Toutes ces références s'entremêlent donc. Le Magnifique où Jean-Paul Belmondo campe un agent secret fantasmé à la James Bond ; Indiana Jones est basé sur plusieurs œuvres : James Bond, L'Homme de Rio (ce dernier étant une libre adaptation de Tintin, avec encore une fois Jean-Paul Belmondo, qui plus est, "mentor" de Jean Dujardin).


Des références diverses


Voici une liste en vrac d'hommages / inspirations retrouvées dans le film :


L'homme de main (Kazimir) : écho direct à l'homme de main Tee Hee de Vivre et laisser mourir, et au méchant (Red is Dead) dans La Cité de la Peur.

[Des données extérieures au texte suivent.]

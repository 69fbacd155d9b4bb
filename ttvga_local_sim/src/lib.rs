mod backend;
mod error;
mod oscillator;
pub mod vga_tile;

use std::collections::HashMap;

use async_trait::async_trait;
use bitvec::vec::BitVec;
use tokio::sync::{mpsc::Sender, RwLock};
use tokio::sync::{RwLockReadGuard, RwLockWriteGuard};

use ttvga_rs::Signal;
use ttvga_sim::{
    bits,
    request::{self, ClockSpec},
    response::{self, Percentage, SimulationResult, Wave},
    Request, Response, Simulator,
};

pub use backend::Backend;
pub use error::{Error, TtvgaLocalSimResult};
pub use vga_tile::{ResetPolarity, UioOeFault, VgaTile};

use crate::oscillator::{Edge, Oscillator, OscillatorGroup};

/// `RunCycles` requests at least this long report progress.
const PROGRESS_MIN_CYCLES: u64 = 10_000;
const PROGRESS_STEPS: u64 = 10;

pub struct LocalSimulator {
    channel: RwLock<Option<Sender<Response>>>,
    simulation_result: RwLock<SimulationResult>,
    dut_state: RwLock<DutState>,
}

#[derive(Clone, Copy, Debug)]
pub struct Options {
    pub record_waves: bool,
}

struct DutState {
    backend: Option<Box<dyn Backend>>,
    signals: HashMap<String, Signal>,
    oscillators: OscillatorGroup,
    current_time: u64,
    record_waves: bool,
}

/// Counts rising edges of one clock during a `RunCycles` request.
struct EdgeWatch<'a> {
    signal_name: &'a str,
    target: u64,
    seen: u64,
    progress: Option<Progress>,
}

struct Progress {
    channel: Sender<Response>,
    message_id: usize,
    percentage: Percentage,
    step: u64,
}

impl Default for Options {
    fn default() -> Self {
        Self { record_waves: true }
    }
}

#[async_trait]
impl Simulator for LocalSimulator {
    async fn serve(&self, request: &Request) -> Response {
        tracing::trace!(id = request.id, "serving `{}`", request.payload);
        let payload = match &request.payload {
            request::Payload::Run(duration) => self.serve_run(*duration).await,
            request::Payload::RunCycles(signal_name, cycles) => {
                self.serve_run_cycles(signal_name, *cycles, request.id)
                    .await
            }
            request::Payload::SetSignal(signal_name, value) => {
                self.serve_set_signal(signal_name, value).await
            }
            request::Payload::GetSignal(signal_name) => self.serve_get_signal(signal_name).await,
            request::Payload::StartClock(clock_spec) => self.serve_start_clock(clock_spec).await,
            request::Payload::GetSimulationResult => self.serve_simulation_result().await,
            request::Payload::Terminate => self.serve_terminate().await,
        };
        Response {
            id: request.id,
            payload,
        }
    }

    async fn set_channel(&self, channel: Sender<Response>) {
        let mut current_channel = self.channel.write().await;
        *current_channel = Some(channel);
    }
}

impl LocalSimulator {
    pub fn new(backend: Box<dyn Backend>, options: Options) -> TtvgaLocalSimResult<Self> {
        let signals = backend.query()?;
        let mut simulation_result = SimulationResult {
            waves: signals.iter().cloned().map(Wave::from).collect(),
            time_step_ps: 1,
            current_time: 0,
        };
        let dut_state = DutState {
            backend: Some(backend),
            signals: signals.into_iter().map(|s| (s.name.clone(), s)).collect(),
            oscillators: OscillatorGroup::default(),
            current_time: 0,
            record_waves: options.record_waves,
        };
        dut_state.record(&mut simulation_result)?;
        tracing::debug!(
            signals = dut_state.signals.len(),
            record_waves = options.record_waves,
            "local simulator ready"
        );
        Ok(Self {
            channel: RwLock::new(None),
            simulation_result: RwLock::new(simulation_result),
            dut_state: RwLock::new(dut_state),
        })
    }

    async fn serve_run(&self, duration: u64) -> response::Payload {
        let mut dut_state = self.dut_state.write().await;
        let mut simulation_result = self.simulation_result.write().await;
        let Some(target_time) = dut_state.current_time.checked_add(duration) else {
            return response::Payload::error(Error::TimeOverflow(dut_state.current_time, duration));
        };
        match dut_state.run_until(target_time, None, &mut simulation_result) {
            Ok(()) => response::Payload::current_time(dut_state.current_time),
            Err(e) => response::Payload::error(e),
        }
    }

    async fn serve_run_cycles(
        &self,
        signal_name: &str,
        cycles: u64,
        message_id: usize,
    ) -> response::Payload {
        let channel = self.channel.read().await.clone();
        let mut dut_state = self.dut_state.write().await;
        let mut simulation_result = self.simulation_result.write().await;
        match dut_state.run_cycles(
            signal_name,
            cycles,
            channel,
            message_id,
            &mut simulation_result,
        ) {
            Ok(()) => response::Payload::current_time(dut_state.current_time),
            Err(e) => response::Payload::error(e),
        }
    }

    async fn serve_set_signal(&self, signal_name: &str, value: &BitVec<u32>) -> response::Payload {
        let mut dut_state = self.dut_state.write().await;
        let mut simulation_result = self.simulation_result.write().await;
        match Self::set_signal(&mut dut_state, signal_name, value, &mut simulation_result) {
            Ok(()) => response::Payload::empty(),
            Err(e) => response::Payload::error(e),
        }
    }

    fn set_signal(
        dut_state: &mut RwLockWriteGuard<'_, DutState>,
        signal_name: &str,
        value: &BitVec<u32>,
        simulation_result: &mut RwLockWriteGuard<'_, SimulationResult>,
    ) -> TtvgaLocalSimResult<()> {
        let value = dut_state.settable_value(signal_name, value)?;
        dut_state.backend_mut()?.set(signal_name, &value)?;
        dut_state.settle(simulation_result)
    }

    async fn serve_get_signal(&self, signal_name: &str) -> response::Payload {
        let dut_state = self.dut_state.read().await;
        match Self::get_signal(&dut_state, signal_name) {
            Ok(value) => response::Payload::signal_value(value),
            Err(e) => response::Payload::error(e),
        }
    }

    fn get_signal(
        dut_state: &RwLockReadGuard<'_, DutState>,
        signal_name: &str,
    ) -> TtvgaLocalSimResult<BitVec<u32>> {
        match dut_state.signals.get(signal_name) {
            Some(signal) if signal.get => dut_state.backend()?.get(signal_name),
            Some(_) => Err(Error::NotGettable(signal_name.to_string())),
            None => Err(Error::UnknownSignal(signal_name.to_string())),
        }
    }

    async fn serve_start_clock(&self, clock_spec: &ClockSpec) -> response::Payload {
        let mut dut_state = self.dut_state.write().await;
        let mut simulation_result = self.simulation_result.write().await;
        match dut_state.start_clock(clock_spec, &mut simulation_result) {
            Ok(()) => response::Payload::empty(),
            Err(e) => response::Payload::error(e),
        }
    }

    async fn serve_simulation_result(&self) -> response::Payload {
        let current_time = self.dut_state.read().await.current_time;
        let mut simulation_result = self.simulation_result.write().await;
        simulation_result.extend_to(current_time);
        response::Payload::from(simulation_result.clone())
    }

    async fn serve_terminate(&self) -> response::Payload {
        let mut dut_state = self.dut_state.write().await;
        let mut simulation_result = self.simulation_result.write().await;
        simulation_result.extend_to(dut_state.current_time);
        dut_state.release_resources();
        tracing::debug!(current_time = dut_state.current_time, "simulation terminated");
        response::Payload::current_time(dut_state.current_time)
    }
}

impl DutState {
    fn backend(&self) -> TtvgaLocalSimResult<&dyn Backend> {
        match &self.backend {
            Some(backend) => Ok(backend.as_ref()),
            None => Err(Error::Terminated),
        }
    }

    fn backend_mut(&mut self) -> TtvgaLocalSimResult<&mut Box<dyn Backend>> {
        match &mut self.backend {
            Some(backend) => Ok(backend),
            None => Err(Error::Terminated),
        }
    }

    fn settable_value(
        &self,
        signal_name: &str,
        value: &BitVec<u32>,
    ) -> TtvgaLocalSimResult<BitVec<u32>> {
        let signal = match self.signals.get(signal_name) {
            Some(signal) if signal.set => signal,
            Some(_) => return Err(Error::NotSettable(signal_name.to_string())),
            None => return Err(Error::UnknownSignal(signal_name.to_string())),
        };
        let width = signal.width as usize;
        bits::fit_to_width(value, width)
            .ok_or_else(|| Error::ValueTooWide(signal_name.to_string(), bits::binary(value), width))
    }

    fn start_clock(
        &mut self,
        clock_spec: &ClockSpec,
        simulation_result: &mut SimulationResult,
    ) -> TtvgaLocalSimResult<()> {
        let signal_name = &clock_spec.signal_name;
        if clock_spec.period == 0 || clock_spec.period % 2 != 0 {
            return Err(Error::InvalidClockPeriod(
                signal_name.clone(),
                clock_spec.period,
            ));
        }
        let low = self.settable_value(signal_name, &bits::from_u64(0, 1))?;
        let high = self.settable_value(signal_name, &bits::from_u64(1, 1))?;
        let oscillator = Oscillator::new(
            signal_name.clone(),
            clock_spec.period / 2,
            self.current_time,
            low,
            high,
            clock_spec.start_high,
        );
        let initial_value = oscillator.initial_value().clone();
        self.backend_mut()?.set(signal_name, &initial_value)?;
        self.oscillators.insert(oscillator);
        tracing::debug!(
            signal_name = signal_name.as_str(),
            period_ps = clock_spec.period,
            "clock started"
        );
        self.settle(simulation_result)
    }

    fn run_cycles(
        &mut self,
        signal_name: &str,
        cycles: u64,
        channel: Option<Sender<Response>>,
        message_id: usize,
        simulation_result: &mut SimulationResult,
    ) -> TtvgaLocalSimResult<()> {
        self.backend()?;
        if !self.oscillators.contains(signal_name) {
            return Err(Error::NoClockOnSignal(signal_name.to_string()));
        }
        if cycles == 0 {
            return Ok(());
        }
        let progress = match channel {
            Some(channel) if cycles >= PROGRESS_MIN_CYCLES => Some(Progress {
                channel,
                message_id,
                percentage: Percentage::new(PROGRESS_STEPS as usize),
                step: cycles / PROGRESS_STEPS,
            }),
            _ => None,
        };
        let mut watch = EdgeWatch {
            signal_name,
            target: cycles,
            seen: 0,
            progress,
        };
        self.run_until(u64::MAX, Some(&mut watch), simulation_result)
    }

    /// Advances event by event until `target_time`, or until `watch` has
    /// seen its number of rising edges.
    fn run_until(
        &mut self,
        target_time: u64,
        mut watch: Option<&mut EdgeWatch<'_>>,
        simulation_result: &mut SimulationResult,
    ) -> TtvgaLocalSimResult<()> {
        self.backend()?;
        loop {
            let next_time = match self.oscillators.next_trigger_time() {
                Some(time) if time <= target_time => time,
                _ => target_time,
            };
            if next_time > self.current_time {
                let delta = next_time - self.current_time;
                self.backend_mut()?.run(delta)?;
                self.current_time = next_time;
            }

            let mut toggled = false;
            while let Some(trip) = self.oscillators.try_pop(self.current_time) {
                self.backend_mut()?.set(&trip.signal_name, &trip.value)?;
                if let Some(watch) = watch.as_deref_mut() {
                    if trip.edge == Edge::Rising && trip.signal_name == watch.signal_name {
                        watch.count_edge();
                    }
                }
                toggled = true;
            }
            if toggled {
                self.settle(simulation_result)?;
            }

            if let Some(watch) = watch.as_deref() {
                if watch.seen >= watch.target {
                    return Ok(());
                }
            }
            if self.current_time >= target_time {
                return Ok(());
            }
        }
    }

    /// Evaluates the backend at the current time and records waves.
    fn settle(&mut self, simulation_result: &mut SimulationResult) -> TtvgaLocalSimResult<()> {
        self.backend_mut()?.run(0)?;
        self.record(simulation_result)
    }

    fn record(&self, simulation_result: &mut SimulationResult) -> TtvgaLocalSimResult<()> {
        if !self.record_waves {
            return Ok(());
        }
        let backend = self.backend()?;
        for wave in simulation_result.waves.iter_mut() {
            let value = backend.get(&wave.signal_name)?;
            wave.record(value, self.current_time);
        }
        simulation_result.current_time = self.current_time;
        Ok(())
    }

    fn release_resources(&mut self) {
        self.oscillators.clear();
        _ = self.backend.take();
    }
}

impl EdgeWatch<'_> {
    fn count_edge(&mut self) {
        self.seen += 1;
        if let Some(progress) = self.progress.as_mut() {
            if progress.step > 0 && self.seen % progress.step == 0 && self.seen < self.target {
                progress.percentage.increment();
                let message = format!(
                    "{} / {} cycles of {}",
                    self.seen, self.target, self.signal_name
                );
                let payload = response::Payload::progress(message, progress.percentage.clone());
                let response = Response {
                    id: progress.message_id,
                    payload,
                };
                if progress.channel.try_send(response).is_err() {
                    tracing::trace!("progress notification dropped");
                }
            }
        }
    }
}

Les costumes portés par Jean Dujardin, faisant évidemment écho à ceux de Roger Moore dans les James Bond.


Les sosies du président Bamba, rappelant les doublures de Blofeld dans Les Diamants sont éternels.


La scène de la tentative d'assassinat avec le serpent dans le lit d'Hubert, rappelant James Bond contre Dr No et Vivre et Laisser Mourir.


La position prise par OSS 117 auprès de Zéphyrine dans la "suite nuptiale", rappelant beaucoup Jean-Paul Belmondo dans la même position, auprès de Jacqueline Bisset dans Le Magnifique.


La présence des agents Calot, Jacquard et Moulinier, personnages de la série Au Service de la France, dans les bureaux des services de renseignements français.


L'humour


Les blagues sont-elles de bonne qualité ?
Sont-elles à la hauteur de celles des deux premiers volets ?



Je vous répondrais oui ce serait de la prétention, je vous répondrais non ce serait de la bêtise.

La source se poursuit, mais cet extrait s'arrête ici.